竹云曾经说过她生得美貌,甚少有男人能不爱她,而皇兄也是男人,她不是皇妹,他爱她是应该的。
“礽妟哥哥,能帮我看一看吗?”她垂睫,微张润红的唇瓣,像是羞与见世人的蜗牛触须,伸出一点点在洁白的齿外,猩红一截仿佛染着晶莹的露水。
说完,谢安宁便紧张地等着,难言的快-感从后脊麻到舌根,受风吹过的舌尖也似尝到降真香的香。
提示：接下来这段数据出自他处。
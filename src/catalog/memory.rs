use super::not_found;
use crate::errors::Result;
use crate::service::ServiceDefinition;
use dusa_collection_utils::core::types::rwarc::LockWithTimeout;
use std::collections::HashMap;
use std::time::Duration;

use super::CatalogRepository;
use crate::service::StatusUpdate;
use async_trait::async_trait;

const LOCK_TIMEOUT: Duration = Duration::from_secs(5);

/// An in-process catalog backed by a lock-guarded map. The default used by tests and
/// by the `supervisorctl` demo binary; nothing here survives a process restart.
#[derive(Clone)]
pub struct InMemoryCatalog {
    services: LockWithTimeout<HashMap<String, ServiceDefinition>>,
}

impl InMemoryCatalog {
    pub fn new() -> Self {
        Self {
            services: LockWithTimeout::new(HashMap::new()),
        }
    }

    /// Seeds or replaces a definition. Mirrors a "create service" call on the external
    /// catalog store, which this crate does not otherwise implement.
    pub async fn upsert(&self, definition: ServiceDefinition) -> Result<()> {
        let mut guard = self
            .services
            .try_write_with_timeout(Some(LOCK_TIMEOUT))
            .await?;
        guard.insert(definition.id.clone(), definition);
        Ok(())
    }

    pub async fn remove(&self, id: &str) -> Result<()> {
        let mut guard = self
            .services
            .try_write_with_timeout(Some(LOCK_TIMEOUT))
            .await?;
        guard.remove(id);
        Ok(())
    }

    pub async fn all(&self) -> Result<Vec<ServiceDefinition>> {
        let guard = self
            .services
            .try_read_with_timeout(Some(LOCK_TIMEOUT))
            .await?;
        Ok(guard.values().cloned().collect())
    }
}

impl Default for InMemoryCatalog {
    fn default() -> Self {
        Self::new()
    }
}

#[async_trait]
impl CatalogRepository for InMemoryCatalog {
    async fn load(&self, id: &str) -> Result<ServiceDefinition> {
        let guard = self
            .services
            .try_read_with_timeout(Some(LOCK_TIMEOUT))
            .await?;
        guard.get(id).cloned().ok_or_else(|| not_found(id))
    }

    async fn update_status(&self, id: &str, update: StatusUpdate) -> Result<()> {
        let mut guard = self
            .services
            .try_write_with_timeout(Some(LOCK_TIMEOUT))
            .await?;
        let def = guard.get_mut(id).ok_or_else(|| not_found(id))?;
        def.status = update.status;
        if let Some(pid) = update.pid {
            def.pid = pid;
        }
        if let Some(start_time) = update.start_time {
            def.start_time = start_time;
        }
        if let Some(stop_time) = update.stop_time {
            def.stop_time = stop_time;
        }
        if let Some(last_error) = update.last_error {
            def.last_error = last_error;
        }
        Ok(())
    }

    async fn update_logs(&self, id: &str, lines: &[String]) -> Result<()> {
        let mut guard = self
            .services
            .try_write_with_timeout(Some(LOCK_TIMEOUT))
            .await?;
        let def = guard.get_mut(id).ok_or_else(|| not_found(id))?;
        def.logs = lines.to_vec();
        Ok(())
    }
}

#[cfg(test)]
mod tests {
    use super::*;
    use crate::service::{ServiceStatus, ServiceType};

    #[tokio::test]
    async fn load_missing_is_not_found() {
        let cat = InMemoryCatalog::new();
        let err = cat.load("ghost").await.unwrap_err();
        assert!(matches!(err, crate::errors::SupervisorError::NotFound(_)));
    }

    #[tokio::test]
    async fn update_status_mutates_only_named_fields() {
        let cat = InMemoryCatalog::new();
        let def = ServiceDefinition::new("svc", ServiceType::Backend, "/tmp");
        cat.upsert(def).await.unwrap();

        cat.update_status("svc", StatusUpdate::new(ServiceStatus::Running).with_pid(123))
            .await
            .unwrap();

        let loaded = cat.load("svc").await.unwrap();
        assert_eq!(loaded.status, ServiceStatus::Running);
        assert_eq!(loaded.pid, 123);
        assert_eq!(loaded.last_error, "");
    }

    #[tokio::test]
    async fn update_logs_replaces_snapshot() {
        let cat = InMemoryCatalog::new();
        cat.upsert(ServiceDefinition::new("svc", ServiceType::Backend, "/tmp"))
            .await
            .unwrap();
        cat.update_logs("svc", &["a".to_string(), "b".to_string()])
            .await
            .unwrap();
        let loaded = cat.load("svc").await.unwrap();
        assert_eq!(loaded.logs, vec!["a", "b"]);
    }
}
她在引诱兄长,他什么也不知道,以为她只是和妹妹生得相似的人而已。
他没有任何负担,可以亲吻她,甚至可以抚摸她的唇,她的舌,她的……一切。
谢安宁紧张,彷徨,超出承受之力的情绪近似要将她灭绝在今日,一滴泪先从卷翘的睫上坠落,随之泛红的脸颊被淡香的帕子很轻地拂过,那滴泪也被卷走了。
“没有红,姑娘,喝点温水应该就好了。”谢祁年用帕子拭过她红得怪异的脸颊,以迅捷之速将帕掖在袖中,微别过脸才压下只是看一眼皇妹灼红舌尖便有的情慾。
他按捺想对她做的事,没看见少女乌蒙蒙的瞳心睨着他,半开粉唇慢慢阖上,失落得眼尾晃出的一点放荡劲,让整张娇艳的脸蒙在桃色的热红中。
谢安宁端起茶杯,咽下凉水,胸口麻意不断,满脑子都是不如强行先亲一下皇兄?
可她悄悄环视周遭的侍卫,又觉得时机不对。
万一被皇兄一怒之下砍了头,便得不偿失。
好可惜啊。
她可惜得浑身如猫抓,一杯冷却的茶水无法降低她的渴望,便埋头用力夹肘肉,食之有味地胡思乱想竟有些压住了无端逼出的欲望。
谢安宁又高兴了。
看来她自持之力天赋异禀,体内的情虫发作吃着便压下了。
见她弯着眉儿高兴,谢祁年亦露出几分笑,折袖为她夹一块肉放在她面前的陶碟上:“多吃些。”
谢安宁抬眸冲他笑:“谢谢礽妟哥哥。”
谢祁年唇边笑意越浓。
君子温如风,少女娇似花,一静一动不像兄妹反似相恋许久情深义重的情人,如斯美好的画面落进旁人眼中,天色却无端阴沉下来。
坐在屋檐树上的青年握着匕首,将其插在青筋鼓起的手臂上,压住胡乱跳动的蛊虫尾,被树荫挡住的半张玉颌冷硬,薄唇从见少女对旁人露出舌尖时便绷平。